According to the UK-based Syrian Observatory for Human Rights, the average number of people killed every day in February was 120. It reported 20 people were killed on the first and second days of the ceasefire.

"To compare, 144 were killed - 70 soldiers, 36 civilians, and 38 rebels - on Friday, on the eve of the truce," Abdel Rahman told AFP.

Since the start of the ceasefire, Syria’s ally Russia – which began its military intervention on 30 September – and the Syrian opposition umbrella group the High Negotiations Committee have both claimed ceasefire violations committed after its implementation.

In a letter sent to the UN Security Council and the International Syria Support Group, the HNC urged the UN to intercede and deal with the “repeated violations by the regimes and allies” accordingly.

"We have agreed to the temporary truce as a response to sincere international efforts aiming to ease the suffering of the Syrian people,” the letter read, which accused the Syrian government and its allies of violating the ceasefire two dozen times and killing 29 people.

"Failure to achieve any significant progress in this regard will leave us no option but to examine alternative measures to ensure the protection of the Syrian people and bring an end to the crimes committed against them."

The ceasefire excludes Syria’s al-Qaeda affiliate the al-Nusra Front and the Islamic State group.

However, residents said that areas that the two groups were not present in were still targeted by Syrian government air strikes.

CNN reported locals living in the Daraat Izza town on the outskirts of Aleppo, which had witnessed heavy bombardment in the past month, saying that a house was targeted by an air strike a day after the ceasefire went into effect.

On the other hand, Russia argued that the opposition committed nine ceasefire violations.

Kremlin spokesman Dmitry Peskov told reporters the main mechanisms for implementing the truce were now in place.

"We knew ahead of time that this would not be easy," he said. 

The Observatory reported nine Russian air strikes on a town in the central province of Hama early on Monday, and opposition rocket fire on government-held neighbourhoods in Aleppo. In both cases, the Observatory had no immediate word on casualties.

According to the UN special envoy Staffan de Mistura, an international task force co-chaired by the US and Russia was set to meet in Geneva from 1400 GMT on Monday to evaluate allegations of a range of breaches.

"We have received indications that attacks, including by air, have been continuing against zones controlled by the moderate opposition," French Foreign Minister Jean-Marc Ayrault told reporters in the Swiss capital.

Washington urged patience from all sides to give the truce a chance to firm up.

"Setbacks are inevitable," a senior US administration official said.

"Even under the best of circumstances, we don't expect the violence to end immediately. In fact, we are certain that there will continue to be fighting, in part because of organisations like ISIL (Islamic State) and Al-Nusra."

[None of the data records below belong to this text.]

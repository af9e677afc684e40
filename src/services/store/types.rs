use thiserror::Error;

/// 用户记录（不包含存储内部的标识符）
#[derive(Debug, Clone, PartialEq, Eq)]
pub struct UserRecord {
    /// 社交账号（可选，应用层保证唯一）
    pub social_handle: Option<String>,
    /// 钱包地址（存储层唯一索引）
    pub wallet_address: String,
    /// 被推荐次数
    pub referral_count: u64,
}

impl UserRecord {
    /// 创建一条新的用户记录，推荐计数从 0 开始
    pub fn new(social_handle: Option<String>, wallet_address: impl Into<String>) -> Self {
        Self {
            social_handle,
            wallet_address: wallet_address.into(),
            referral_count: 0,
        }
    }
}

/// 按字段查询的过滤条件
#[derive(Debug, Clone, PartialEq, Eq)]
pub enum UserFilter {
    WalletAddress(String),
    SocialHandle(String),
    /// 任意一个子条件匹配即可，空列表不匹配任何记录
    Or(Vec<UserFilter>),
}

impl UserFilter {
    pub fn matches(&self, record: &UserRecord) -> bool {
        match self {
            UserFilter::WalletAddress(address) => record.wallet_address == *address,
            UserFilter::SocialHandle(handle) => {
                record.social_handle.as_deref() == Some(handle.as_str())
            }
            UserFilter::Or(filters) => filters.iter().any(|filter| filter.matches(record)),
        }
    }
}

/// 存储层错误类型
#[derive(Error, Debug, Clone, PartialEq, Eq)]
pub enum StoreError {
    #[error("Duplicate key on {field}: {value}")]
    DuplicateKey { field: &'static str, value: String },

    #[error("Store unavailable: {0}")]
    Unavailable(String),

    #[error("Unsupported store uri: {0}")]
    UnsupportedUri(String),
}

pub type StoreResult<T> = Result<T, StoreError>;
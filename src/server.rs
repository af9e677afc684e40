use crate::config::Config;
use crate::services::ReferralService;
use crate::services::{api, store};
use tokio::net::TcpListener;

pub async fn start(config: Config) -> Result<(), Box<dyn std::error::Error>> {
    let addr = config.listen_addr()?;
    let allowed_origin = config.allowed_origin()?;

    // 打开存储并注入服务
    let store = store::open(&config.store.uri)?;
    let service = ReferralService::new(store);

    let app = api::router(service, allowed_origin);
    let listener = TcpListener::bind(addr).await?;

    tracing::info!(
        addr = %addr,
        allowed_origin = %config.cors.allowed_origin,
        "Referral server listening"
    );

    axum::serve(listener, app)
        .with_graceful_shutdown(shutdown_signal())
        .await?;

    tracing::info!("Referral server stopped");
    Ok(())
}

async fn shutdown_signal() {
    if let Err(e) = tokio::signal::ctrl_c().await {
        tracing::error!(error = %e, "Failed to listen for shutdown signal");
        std::future::pending::<()>().await;
    }
    tracing::info!("Shutdown signal received");
}
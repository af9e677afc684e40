//! 推荐注册
//!
//! - `types`: 请求、导出结果与错误类型
//! - `service`: 注册、查询与导出的核心逻辑

pub mod service;
pub mod types;

pub use service::ReferralService;
pub use types::{Export, ReferralError, Registration};
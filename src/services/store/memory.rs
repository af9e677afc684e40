use std::sync::Arc;
use std::sync::atomic::{AtomicU64, Ordering};

use dashmap::DashMap;
use dashmap::mapref::entry::Entry;
use futures::FutureExt;
use futures::future::{self, BoxFuture};
use uuid::Uuid;

use super::UserStore;
use super::types::{StoreError, StoreResult, UserFilter, UserRecord};

// 存储中的文档，id 和 seq 只在存储内部使用
#[derive(Debug, Clone)]
struct StoredUser {
    id: Uuid,
    seq: u64,
    record: UserRecord,
}

/// 基于 DashMap 的内存存储，以钱包地址作为唯一索引
#[derive(Debug, Clone, Default)]
pub struct MemoryStore {
    users: Arc<DashMap<String, StoredUser>>,
    next_seq: Arc<AtomicU64>,
}

impl MemoryStore {
    pub fn new() -> Self {
        Self::default()
    }

    pub fn len(&self) -> usize {
        self.users.len()
    }

    pub fn is_empty(&self) -> bool {
        self.users.is_empty()
    }

    fn find_one_sync(&self, filter: &UserFilter) -> Option<UserRecord> {
        // 按钱包地址查询直接走唯一索引
        if let UserFilter::WalletAddress(address) = filter {
            return self
                .users
                .get(address)
                .map(|entry| entry.value().record.clone());
        }

        self.users
            .iter()
            .filter(|entry| filter.matches(&entry.value().record))
            .min_by_key(|entry| entry.value().seq)
            .map(|entry| entry.value().record.clone())
    }

    fn insert_sync(&self, record: UserRecord) -> StoreResult<()> {
        match self.users.entry(record.wallet_address.clone()) {
            Entry::Occupied(_) => Err(StoreError::DuplicateKey {
                field: "wallet_address",
                value: record.wallet_address,
            }),
            Entry::Vacant(entry) => {
                let stored = StoredUser {
                    id: Uuid::new_v4(),
                    seq: self.next_seq.fetch_add(1, Ordering::Relaxed),
                    record,
                };
                tracing::debug!(
                    id = %stored.id,
                    wallet_address = %stored.record.wallet_address,
                    "Inserted user document"
                );
                entry.insert(stored);
                Ok(())
            }
        }
    }

    fn increment_sync(&self, wallet_address: &str) -> Option<UserRecord> {
        self.users.get_mut(wallet_address).map(|mut entry| {
            let stored = entry.value_mut();
            stored.record.referral_count += 1;
            stored.record.clone()
        })
    }

    fn find_all_sync(&self) -> Vec<UserRecord> {
        let mut users: Vec<(u64, UserRecord)> = self
            .users
            .iter()
            .map(|entry| (entry.value().seq, entry.value().record.clone()))
            .collect();
        users.sort_by_key(|(seq, _)| *seq);
        users.into_iter().map(|(_, record)| record).collect()
    }
}

impl UserStore for MemoryStore {
    fn find_one(&self, filter: UserFilter) -> BoxFuture<'_, StoreResult<Option<UserRecord>>> {
        future::ready(Ok(self.find_one_sync(&filter))).boxed()
    }

    fn insert(&self, record: UserRecord) -> BoxFuture<'_, StoreResult<()>> {
        future::ready(self.insert_sync(record)).boxed()
    }

    fn find_one_and_increment(
        &self,
        wallet_address: String,
    ) -> BoxFuture<'_, StoreResult<Option<UserRecord>>> {
        future::ready(Ok(self.increment_sync(&wallet_address))).boxed()
    }

    fn find_all(&self) -> BoxFuture<'_, StoreResult<Vec<UserRecord>>> {
        future::ready(Ok(self.find_all_sync())).boxed()
    }
}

In the meantime, aid workers have taken advantage of the relative lull in bombardment by carrying out and distributing humanitarian aid packages to the almost 480,000 Syrians living in besieged towns and villages.

The Red Crescent said that 10 trucks of aid including blankets and hygiene supplies provided by the United Nations had entered the besieged Syrian town of Moadamiyet al-Sham southwest of Damascus. 

Red Crescent official Muhannad al-Asadi said it was "the first delivery since the beginning of the truce" and that another 41 trucks were set to enter the town on Monday.

The trucks were carrying sanitary pads, soap, laundry detergent and blankets provided by the United Nations' refugee and child agencies, he said.

UN humanitarian coordinator Yacoub El Hillo said the world body hoped to take advantage of the relative calm to distribute supplies to 154,000 people living in besieged areas over the next five days.

More than 270,000 people have been killed since the conflict erupted with anti-government protests in March 2011.